In addition to releasing the new H200 GPU, Nvidia also launched an upgraded version of the GH200 super chip. This chip uses NVIDIA NVLink-C2C chip interconnect technology, combining the latest H200 GPU and Grace CPU (not sure if it is an upgraded version). Each GH200 super chip will also carry a total of 624GB of memory

New title: NVIDIA H200 released: HBM capacity increased by 76%, the most powerful AI chip that significantly improves large model performance by 90%

For comparison, the previous generation GH200 is based on the H100 GPU and the 72-core Grace CPU, providing 96GB of HBM3 and 512GB of LPDDR5X integrated in the same package.

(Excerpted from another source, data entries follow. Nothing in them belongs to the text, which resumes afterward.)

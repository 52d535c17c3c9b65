//! # User Repository
//!
//! Profile records: who a uid is and whether they are an admin.

use async_trait::async_trait;
use chrono::{DateTime, Utc};
use sqlx::SqlitePool;
use tracing::debug;

use rentshelf_core::ports::ProfileStore;
use rentshelf_core::{CoreResult, Role, UserProfile};

use crate::error::DbResult;

#[derive(Debug, sqlx::FromRow)]
struct UserRow {
    uid: String,
    email: String,
    full_name: Option<String>,
    role: Role,
    created_at: DateTime<Utc>,
}

impl From<UserRow> for UserProfile {
    fn from(row: UserRow) -> Self {
        UserProfile {
            uid: row.uid,
            email: row.email,
            full_name: row.full_name,
            role: row.role,
            created_at: row.created_at,
        }
    }
}

/// Repository for user profiles.
#[derive(Debug, Clone)]
pub struct UserRepository {
    pool: SqlitePool,
}

impl UserRepository {
    /// Creates a new UserRepository.
    pub fn new(pool: SqlitePool) -> Self {
        UserRepository { pool }
    }

    /// Gets a profile by uid.
    pub async fn get_by_uid(&self, uid: &str) -> DbResult<Option<UserProfile>> {
        let row: Option<UserRow> = sqlx::query_as(
            "SELECT uid, email, full_name, role, created_at FROM users WHERE uid = ?1",
        )
        .bind(uid)
        .fetch_optional(&self.pool)
        .await?;

        Ok(row.map(UserProfile::from))
    }

    /// Gets a profile by email.
    pub async fn get_by_email(&self, email: &str) -> DbResult<Option<UserProfile>> {
        let row: Option<UserRow> = sqlx::query_as(
            "SELECT uid, email, full_name, role, created_at FROM users WHERE email = ?1",
        )
        .bind(email)
        .fetch_optional(&self.pool)
        .await?;

        Ok(row.map(UserProfile::from))
    }

    /// Stores a new profile.
    pub async fn insert(&self, profile: &UserProfile) -> DbResult<()> {
        debug!(uid = %profile.uid, role = ?profile.role, "Inserting user profile");

        sqlx::query(
            r#"
            INSERT INTO users (uid, email, full_name, role, created_at)
            VALUES (?1, ?2, ?3, ?4, ?5)
            "#,
        )
        .bind(&profile.uid)
        .bind(&profile.email)
        .bind(&profile.full_name)
        .bind(profile.role)
        .bind(profile.created_at)
        .execute(&self.pool)
        .await?;

        Ok(())
    }
}

#[async_trait]
impl ProfileStore for UserRepository {
    async fn get_profile(&self, uid: &str) -> CoreResult<Option<UserProfile>> {
        Ok(self.get_by_uid(uid).await?)
    }
}

#[cfg(test)]
mod tests {
    use super::*;
    use crate::error::DbError;
    use crate::pool::{Database, DbConfig};

    fn profile(uid: &str, role: Role) -> UserProfile {
        UserProfile {
            uid: uid.to_string(),
            email: format!("{uid}@example.com"),
            full_name: Some("Asha Rao".to_string()),
            role,
            created_at: Utc::now(),
        }
    }

    #[tokio::test]
    async fn test_insert_and_lookup() {
        let users = Database::new(DbConfig::in_memory()).await.unwrap().users();
        let admin = profile(&uuid::Uuid::new_v4().to_string(), Role::Admin);
        users.insert(&admin).await.unwrap();

        let stored = users.get_by_uid(&admin.uid).await.unwrap().unwrap();
        assert_eq!(stored, admin);
        assert!(stored.identity().is_admin());

        let by_email = users.get_by_email(&admin.email).await.unwrap().unwrap();
        assert_eq!(by_email.uid, admin.uid);
        assert!(users.get_profile("nobody").await.unwrap().is_none());
    }

    #[tokio::test]
    async fn test_duplicate_email_rejected() {
        let users = Database::new(DbConfig::in_memory()).await.unwrap().users();
        users.insert(&profile("u1", Role::Shopper)).await.unwrap();

        let mut twin = profile("u2", Role::Shopper);
        twin.email = "u1@example.com".to_string();
        assert!(matches!(
            users.insert(&twin).await,
            Err(DbError::UniqueViolation { .. })
        ));
    }
}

Although NVIDIA did not introduce the details of the Grace CPU in the GH200 super chip, NVIDIA provided some comparisons between GH200 and "modern dual-channel x86 CPUs." It can be seen that GH200 has brought an 8-fold improvement in ICON performance, and MILC, Quantum Fourier Transform, RAG LLM Inference, etc. have brought dozens or even hundreds of times improvement.

New title: NVIDIA H200 released: HBM capacity increased by 76%, the most powerful AI chip that significantly improves large model performance by 90%

But it should be pointed out that accelerated and "non-accelerated systems" are mentioned. what does that mean? We can only assume that x86 servers are running code that is not fully optimized, especially considering that the world of artificial intelligence is evolving rapidly and new advances in optimization seem to be coming out on a regular basis.

The new GH200 will also be used in the new HGX H200 system. These are said to be "seamlessly compatible" with existing HGX H100 systems, meaning HGX H200s can be used in the same installation to increase performance and memory capacity without the need to redesign the infrastructure.

According to reports, the Alpine supercomputer of the Swiss National Supercomputing Center may be one of the first batch of GH100-based Grace Hopper supercomputers put into use next year. The first GH200 system to enter service in the United States will be the Venado supercomputer at Los Alamos National Laboratory. Texas Advanced Computing Center (TACC) Vista systems will also use the just-announced Grace CPU and Grace Hopper superchips, but it's unclear whether they will be based on the H100 or H200

New title: NVIDIA H200 released: HBM capacity increased by 76%, the most powerful AI chip that significantly improves large model performance by 90%

Currently, the largest supercomputer to be installed is the Jupiter supercomputer at the Jϋlich Supercomputing Center. It will house "nearly" 24,000 GH200 superchips, totaling 93 exaflops of AI computing (presumably using FP8, although most AI still uses BF16 or FP16). It will also deliver 1 exaflop of traditional FP64 computing. It will use a "Quad GH200" board with four GH200 superchips.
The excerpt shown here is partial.